Experimental films are not funny. And the ones that are funny are not meaningful. At least, these are the clichés. The bias against humor in art has always been a curious one. Work that is not seen as “serious” is often not taken seriously, as if such work is intellectually, emotionally, and conceptually less meaningful. And yet humor is not only a crucial, deeply felt human emotion, but one which has a powerful uniting capability that can bridge enormous gaps between disparate people in an expression of positive and thoughtful engagement.
One of the qualities that makes Jacques Tati’s PLAY-TIME so meaningful and exhilarating is that it functions as a sort of blueprint of individuality and subjectivity, a microcosm of both what diversifies us and unites us, reflected back at us, with humor as the catalyst. Anyone who has ever seen this film in a cinema knows that, very emphatically, not everyone in the audience laughs at the same things. Each viewer’s personal barometer for humor is triggered in different ways by this film, and the audience, as both a single entity and a collection of individuals, becomes self-aware of its participation in this process of humor.

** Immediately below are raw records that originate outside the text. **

use std::path::PathBuf;
use thiserror::Error;

#[derive(Debug, Error)]
pub enum MendError {
    #[error("Bundled resource '{id}' not found")]
    ResourceNotFound { id: String },

    #[error("Failed to read bundled resource '{id}': {source}")]
    ResourceIo {
        id: String,
        source: std::io::Error,
    },

    #[error("Config file not found: {path}")]
    FileNotFound { path: PathBuf },

    #[error("Failed to decode {origin}: {reason}")]
    DecodeError { origin: String, reason: String },

    #[error("Failed to read {path}: {source}")]
    IoError {
        path: PathBuf,
        source: std::io::Error,
    },

    #[error("Failed to write {path}: {source}")]
    WriteError {
        path: PathBuf,
        source: std::io::Error,
    },

    #[error("Key not found: {0}")]
    KeyNotFound(String),

    #[error("Invalid value for '{key}': {reason}")]
    InvalidValue { key: String, reason: String },

    #[error("App name is required for the platform config directory; call .app_name() on the builder")]
    AppNameRequired,

    #[error("No config file path could be resolved")]
    NoConfigPath,
}

#[cfg(test)]
mod tests {
    use super::*;

    #[test]
    fn decode_error_formats_correctly() {
        let err = MendError::DecodeError {
            origin: "/srv/app/config.yml".into(),
            reason: "mapping values are not allowed here".into(),
        };
        let msg = err.to_string();
        assert!(msg.contains("config.yml"));
        assert!(msg.contains("mapping values"));
    }

    #[test]
    fn key_not_found_formats() {
        let err = MendError::KeyNotFound("server.port".into());
        assert!(err.to_string().contains("server.port"));
    }

    #[test]
    fn app_name_required_formats() {
        let err = MendError::AppNameRequired;
        assert!(err.to_string().contains("app_name"));
    }

    #[test]
    fn write_error_keeps_source() {
        let err = MendError::WriteError {
            path: "/ro/config.yml".into(),
            source: std::io::Error::new(std::io::ErrorKind::PermissionDenied, "denied"),
        };
        assert!(err.to_string().contains("/ro/config.yml"));
        assert!(std::error::Error::source(&err).is_some());
    }
}
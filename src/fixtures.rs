#[cfg(test)]
pub mod test {
    use crate::resource::EmbeddedResources;

    pub const DEFAULTS_ID: &str = "config.yml";

    /// Shipped defaults used across tests.
    pub const DEFAULTS: &str = "\
# When to send players to the default spawn.
# Options: first, every, never
login: first

# Default spawn point.
default:
  worldName: \"world\"
  x: 0
  y: 64
  z: 0

teleport:
  retryInterval: 2
";

    pub fn defaults() -> EmbeddedResources {
        EmbeddedResources::new().with(DEFAULTS_ID, DEFAULTS.as_bytes())
    }

    /// Defaults holding exactly `a.b` and `a.c`.
    pub fn ab_defaults() -> EmbeddedResources {
        EmbeddedResources::new().with(DEFAULTS_ID, b"a:\n  b: \"1\"\n  c: \"2\"\n".as_slice())
    }

    #[test]
    fn defaults_parse() {
        let map = crate::load::try_load_internal(&defaults(), DEFAULTS_ID).unwrap();
        assert_eq!(map.len(), 6);
        assert_eq!(map["default.worldName"], "world");
        assert_eq!(map["default.y"], "64");
    }
}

This was a partial inspiration for my program, which collects a mix of contemporary work with historical films I have been honored to restore at the Academy Film Archive. Humor seems to me a complex signifier of a larger individual and collective consciousness, and the films were chosen for a deliberate diversity of sensibility, with the goal of activating many different senses of humor in the audience. It is commonly said that one of the most contentious topics in art itself is the question of whether or not something IS art. I would suggest that the same goes for humor: sometimes nothing is more serious than an argument about whether or not something is funny.
The title of this program is drawn from a statement that has been variously attributed to Chris Marker, Oscar Wilde, and Boris Vian, whose writing (especially L’écume des jours) seems perhaps most perfectly attuned to its sentiments. And I agree; humor is often a nuanced, refined articulation of an underlying emotional or existential despair or confusion, at the same time being a direct entreaty to pure reaction and catharsis. Many of the films in this program were chosen for what I feel is their emotional complexity, of which humor is a defining component, often working in tandem with darker themes of anxiety, mourning, frustration, and identity.

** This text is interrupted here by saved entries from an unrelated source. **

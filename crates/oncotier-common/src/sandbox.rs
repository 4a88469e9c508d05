use std::collections::HashSet;
use std::time::Duration;

use reqwest::Client;
use url::Url;

use crate::error::OncotierError;

/// Hosts the assessment pipeline is permitted to contact. Everything
/// the eight evidence sources and the LLM providers need, and nothing
/// else; a URL outside this list is refused before any connection is
/// opened.
static DEFAULT_ALLOWED_HOSTS: &[&str] = &[
    "myvariant.info",                  // MyVariant
    "api.fda.gov",                     // openFDA drug labels
    "www.cancergenomeinterpreter.org", // CGI biomarker catalog
    "search.cancervariants.org",       // VICC meta-knowledgebase
    "civicdb.org",                     // CIViC GraphQL
    "api.semanticscholar.org",         // Semantic Scholar
    "clinicaltrials.gov",              // ClinicalTrials.gov v2
    "www.oncokb.org",                  // OncoKB cancer gene list
    "api.openai.com",                  // OpenAI LLMs
    "api.anthropic.com",               // Anthropic LLMs
    "localhost",                       // OpenAI-compatible local endpoints
    "127.0.0.1",
];

/// HTTP client capped to an allowlist of upstream hosts.
///
/// One instance is cloned into every source client so the whole
/// process draws from a single connection pool.
#[derive(Debug, Clone)]
pub struct SandboxClient {
    inner: Client,
    allowed_hosts: HashSet<String>,
}

impl SandboxClient {
    pub fn new() -> Result<Self, OncotierError> {
        let inner = Client::builder()
            .timeout(Duration::from_secs(30))
            .pool_max_idle_per_host(4)
            .build()
            .map_err(|e| OncotierError::Config(format!("HTTP client init failed: {e}")))?;

        Ok(Self {
            inner,
            allowed_hosts: DEFAULT_ALLOWED_HOSTS.iter().map(|h| h.to_string()).collect(),
        })
    }

    /// Adds a hostname to the allowlist (its subdomains come with it).
    pub fn allow_domain(&mut self, host: &str) {
        self.allowed_hosts.insert(host.to_string());
    }

    /// A host passes when it is listed itself or when stripping leading
    /// labels reaches a listed parent domain.
    fn host_permitted(&self, host: &str) -> bool {
        let mut candidate = host;
        loop {
            if self.allowed_hosts.contains(candidate) {
                return true;
            }
            match candidate.split_once('.') {
                Some((_, parent)) => candidate = parent,
                None => return false,
            }
        }
    }

    pub fn is_allowed(&self, url: &str) -> bool {
        Url::parse(url)
            .ok()
            .and_then(|u| u.host_str().map(|h| self.host_permitted(h)))
            .unwrap_or(false)
    }

    fn checked(&self, url: &str) -> Result<(), OncotierError> {
        if self.is_allowed(url) {
            Ok(())
        } else {
            Err(OncotierError::Security(format!(
                "refusing request to host outside the sandbox allowlist: {url}"
            )))
        }
    }

    pub fn get(&self, url: &str) -> Result<reqwest::RequestBuilder, OncotierError> {
        self.checked(url)?;
        Ok(self.inner.get(url))
    }

    pub fn post(&self, url: &str) -> Result<reqwest::RequestBuilder, OncotierError> {
        self.checked(url)?;
        Ok(self.inner.post(url))
    }
}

The films in this program range from grotesque animation to conceptual humor to performative comedy to punk radicalism, and many other points besides. As a film preservationist and curator specializing in artists’ films, it is always particularly meaningful to me to find and explore dialogues between contemporary and historical works, and humor is a rich reference point to explore not only the range of expression between works, but also between eras. I hope this program fulfills that aim, to not only present a diversity of artistic sensibilities and to share some work you will hopefully be excited to discover, but also to make you laugh.